Mitigating the Sample Payroll Application Threats

Viewing on-the-wire payroll data

I

Use SSL/TLS to encrypt the channel between the server and the client. Could also use IPSec.

Upload rogue Web pages or Web service code

T

Require strong authentication for the Web developers. Provide strong ACLs on the files so that only Web developers and administrators can write or delete the files.

Attacker denies service to application

D

Use a firewall to drop certain IP packets. Restrict resources used by anonymous users (such as memory, disk space, and database time). Finally, move the log files to another volume.

Attacker manipulates payroll data

T & I

Protect the updated payroll data traffic by using SSL/TLS or DCOM/RPC with privacy, depending on the network protocol used. This will mitigate the information disclosure threat. SSL/TLS also provides message authentication codes to detect data-tampering attacks. DCOM/RPC also provides integrity checking when the privacy option is selected. IPSec could also be considered.

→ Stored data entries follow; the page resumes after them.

//! The resource store filters obtain input and output resources from

use std::path::PathBuf;
use std::sync::Arc;

use anyhow::Result;

use super::content_type::ContentType;
use super::input::{InputResource, UrlInputResource};
use super::output::{FileOutputResource, OutputResource};
use crate::cache::LruHttpCache;
use crate::config::RewriteConfig;
use crate::fetcher::{CacheUrlFetcher, ReqwestUrlFetcher, RequestHeaders, Transport, TransportSettings};
use crate::utils::is_fetchable_url;

/// Factory for the resources a filter reads and publishes
pub trait ResourceStore: Send + Sync {
    /// `None` when the URL cannot be fetched at all
    fn create_input_resource(&self, url: &str) -> Option<Box<dyn InputResource>>;

    fn create_output_resource(&self, content_type: ContentType) -> Box<dyn OutputResource>;
}

/// Reads through a `CacheUrlFetcher` and publishes files under a directory
pub struct ResourceManager {
    output_dir: PathBuf,
    url_prefix: String,
    fetcher: Arc<CacheUrlFetcher>,
    request_headers: RequestHeaders,
}

impl ResourceManager {
    pub fn new(output_dir: impl Into<PathBuf>, url_prefix: impl Into<String>, fetcher: Arc<CacheUrlFetcher>) -> Self {
        Self {
            output_dir: output_dir.into(),
            url_prefix: url_prefix.into(),
            fetcher,
            request_headers: RequestHeaders::new(),
        }
    }

    /// Store wired to an in-memory cache and the blocking `reqwest` transport
    pub fn from_config(config: &RewriteConfig) -> Result<Self> {
        let transport = ReqwestUrlFetcher::new(TransportSettings::from(config))?;
        let fetcher = CacheUrlFetcher::new(
            Arc::new(LruHttpCache::with_capacity(config.cache_capacity())),
            Transport::Sync(Arc::new(transport)),
        );
        Ok(Self::new(
            config.output_dir().clone(),
            config.url_prefix(),
            Arc::new(fetcher),
        ))
    }

    /// Headers sent with every input resource fetch
    #[must_use]
    pub fn with_request_headers(mut self, request_headers: RequestHeaders) -> Self {
        self.request_headers = request_headers;
        self
    }

    #[must_use]
    pub fn fetcher(&self) -> &Arc<CacheUrlFetcher> {
        &self.fetcher
    }

    #[must_use]
    pub fn output_dir(&self) -> &PathBuf {
        &self.output_dir
    }
}

impl ResourceStore for ResourceManager {
    fn create_input_resource(&self, url: &str) -> Option<Box<dyn InputResource>> {
        if !is_fetchable_url(url) {
            log::debug!("Not creating input resource for unfetchable URL {url}");
            return None;
        }
        Some(Box::new(UrlInputResource::new(
            url,
            Arc::clone(&self.fetcher),
            self.request_headers.clone(),
        )))
    }

    fn create_output_resource(&self, content_type: ContentType) -> Box<dyn OutputResource> {
        Box::new(FileOutputResource::new(
            self.output_dir.clone(),
            self.url_prefix.clone(),
            content_type,
        ))
    }
}
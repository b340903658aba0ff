//! Drives a document through the registered filters
//!
//! The driver owns the event source for one document at a time. Text is lexed
//! into the current window as it arrives; `flush` runs every filter over the
//! window in registration order (each filter sees the whole window before the
//! next one starts, then a flush), serializes it and starts a new window.

use std::sync::Arc;

use tracing::debug;

use super::img_rewrite_filter::ImgRewriteFilter;
use super::outline_filter::OutlineFilter;
use crate::config::{RewriteConfig, RewriterKind};
use crate::html::{Diagnostic, HtmlFilter, HtmlLexer, HtmlParse};
use crate::resource::ResourceStore;

/// URL used when text arrives before `start_parse`
const UNKNOWN_DOCUMENT_URL: &str = "about:blank";

struct Document {
    parse: HtmlParse,
    lexer: HtmlLexer,
    output: String,
}

impl Document {
    fn new(url: &str) -> Self {
        let mut parse = HtmlParse::new(url);
        parse.start_document();
        Self {
            parse,
            lexer: HtmlLexer::new(),
            output: String::new(),
        }
    }
}

pub struct RewriteDriver {
    filters: Vec<Box<dyn HtmlFilter>>,
    document: Option<Document>,
    /// Diagnostics of the last finished document
    diagnostics: Vec<Diagnostic>,
}

impl RewriteDriver {
    /// A driver with the filters `config` enables, in configuration order
    ///
    /// CSS and JavaScript outlining share one `OutlineFilter`, registered at
    /// the position of whichever of the two comes first.
    pub fn new(config: &RewriteConfig, store: Arc<dyn ResourceStore>) -> Self {
        let mut driver = Self {
            filters: Vec::new(),
            document: None,
            diagnostics: Vec::new(),
        };

        let mut outline_registered = false;
        for kind in config.filters() {
            match kind {
                RewriterKind::OutlineCss | RewriterKind::OutlineJavascript => {
                    if !outline_registered {
                        driver.add_filter(Box::new(OutlineFilter::new(
                            Arc::clone(&store),
                            config.is_enabled(RewriterKind::OutlineCss),
                            config.is_enabled(RewriterKind::OutlineJavascript),
                        )));
                        outline_registered = true;
                    }
                }
                RewriterKind::RewriteImages => {
                    driver.add_filter(Box::new(ImgRewriteFilter::new(
                        Arc::clone(&store),
                        config.jpeg_quality(),
                        config.enable_gif(),
                    )));
                }
            }
        }
        driver
    }

    /// Register a filter after those already registered
    pub fn add_filter(&mut self, filter: Box<dyn HtmlFilter>) {
        debug!("Registered filter {}", filter.name());
        self.filters.push(filter);
    }

    #[must_use]
    pub fn filter_names(&self) -> Vec<&'static str> {
        self.filters.iter().map(|filter| filter.name()).collect()
    }

    /// Begin a document; relative references resolve against `url`
    ///
    /// A document still in progress is discarded.
    pub fn start_parse(&mut self, url: &str) {
        if let Some(previous) = self.document.take() {
            log::warn!(
                "Discarding unfinished document {} for {url}",
                previous.parse.url()
            );
        }
        self.document = Some(Document::new(url));
    }

    fn document(&mut self) -> &mut Document {
        self.document
            .get_or_insert_with(|| Document::new(UNKNOWN_DOCUMENT_URL))
    }

    /// Lex a chunk of the document into the current window
    pub fn parse_text(&mut self, text: &str) {
        let document = self.document();
        document.lexer.parse_text(text, &mut document.parse);
    }

    /// Run the filters over the current window and serialize it
    pub fn flush(&mut self) {
        let document = self
            .document
            .get_or_insert_with(|| Document::new(UNKNOWN_DOCUMENT_URL));
        run_filters(&mut self.filters, document);
    }

    /// Close the document, flush it and return the rewritten HTML
    pub fn finish_parse(&mut self) -> String {
        let mut document = self
            .document
            .take()
            .unwrap_or_else(|| Document::new(UNKNOWN_DOCUMENT_URL));
        document.lexer.finish(&mut document.parse);
        document.parse.end_document();
        run_filters(&mut self.filters, &mut document);

        self.diagnostics = document.parse.diagnostics().to_vec();
        tracing::info!(
            url = document.parse.url(),
            bytes = document.output.len(),
            diagnostics = self.diagnostics.len(),
            "Finished rewriting document"
        );
        document.output
    }

    /// Diagnostics of the document in progress, or of the last finished one
    #[must_use]
    pub fn diagnostics(&self) -> &[Diagnostic] {
        match &self.document {
            Some(document) => document.parse.diagnostics(),
            None => &self.diagnostics,
        }
    }
}

fn run_filters(filters: &mut [Box<dyn HtmlFilter>], document: &mut Document) {
    let span = tracing::debug_span!("rewrite_window", url = %document.parse.url());
    let _enter = span.enter();

    for filter in filters.iter_mut() {
        debug!("Applying {}", filter.name());
        document.parse.apply_filter(filter.as_mut());
    }
    document.parse.flush_window(&mut document.output);
}

/// Rewrite a complete document in one call
pub fn rewrite_html(
    config: &RewriteConfig,
    store: Arc<dyn ResourceStore>,
    base_url: &str,
    html: &str,
) -> String {
    let mut driver = RewriteDriver::new(config, store);
    driver.start_parse(base_url);
    driver.parse_text(html);
    driver.finish_parse()
}
//! Serialization of the event window back to markup

use super::element::{CloseStyle, ElementId, HtmlElement, QuoteStyle, is_raw_text_tag};
use super::event::HtmlEvent;

/// Write `<tag attr="value" ...>` (or `.../>` for brief-closed elements)
pub(crate) fn write_start_tag(out: &mut String, element: &HtmlElement) {
    out.push('<');
    out.push_str(element.tag());
    for attr in element.attributes() {
        out.push(' ');
        out.push_str(&attr.name);
        if attr.value.is_empty() && attr.quote == QuoteStyle::None {
            continue;
        }
        out.push('=');
        out.push_str(attr.quote.as_str());
        match attr.quote {
            QuoteStyle::Double => {
                out.push_str(&html_escape::encode_double_quoted_attribute(&attr.value));
            }
            QuoteStyle::Single => {
                out.push_str(&html_escape::encode_single_quoted_attribute(&attr.value));
            }
            QuoteStyle::None => {
                out.push_str(&html_escape::encode_unquoted_attribute(&attr.value));
            }
        }
        out.push_str(attr.quote.as_str());
    }
    if element.close_style() == CloseStyle::Brief {
        out.push_str("/>");
    } else {
        out.push('>');
    }
}

/// Serializer state that must survive across flush windows
#[derive(Debug, Default)]
pub(crate) struct HtmlWriter {
    /// Raw-text element whose content is being written, if any
    raw_text: Option<ElementId>,
}

impl HtmlWriter {
    pub(crate) fn write_event(&mut self, out: &mut String, event: &HtmlEvent, elements: &[HtmlElement]) {
        match event {
            HtmlEvent::StartDocument | HtmlEvent::EndDocument => {}
            HtmlEvent::StartElement(id) => {
                let element = &elements[id.0];
                write_start_tag(out, element);
                if is_raw_text_tag(element.tag()) && element.close_style() != CloseStyle::Brief {
                    self.raw_text = Some(*id);
                }
            }
            HtmlEvent::EndElement(id) => {
                if self.raw_text == Some(*id) {
                    self.raw_text = None;
                }
                let element = &elements[id.0];
                if element.close_style() == CloseStyle::Explicit {
                    out.push_str("</");
                    out.push_str(element.tag());
                    out.push('>');
                }
            }
            HtmlEvent::StrayEndTag(tag) => {
                out.push_str("</");
                out.push_str(tag);
                out.push('>');
            }
            HtmlEvent::Characters(text) | HtmlEvent::IgnorableWhitespace(text) => {
                if self.raw_text.is_some() {
                    out.push_str(text);
                } else {
                    out.push_str(&html_escape::encode_text(text));
                }
            }
            HtmlEvent::Comment(text) | HtmlEvent::IeDirective(text) => {
                out.push_str("<!--");
                out.push_str(text);
                out.push_str("-->");
            }
            HtmlEvent::Cdata(text) => {
                out.push_str("<![CDATA[");
                out.push_str(text);
                out.push_str("]]>");
            }
            HtmlEvent::Directive(text) => {
                out.push_str("<!");
                out.push_str(text);
                out.push('>');
            }
        }
    }
}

Elevate privilege by leveraging the service client request process

E

Run the process following the guidelines of least privilege. If the process is compromised, the code cannot gain extra capabilities.

Spoof Web server

S

The simplest solution is to use either SSL/TLS, which will allow the client software to authenticate the server, if the client is configured to do so. Corporate policy dictates that all clients must do so. Also, Kerberos authentication could be used. Kerberos provides mutual authentication of the server and client.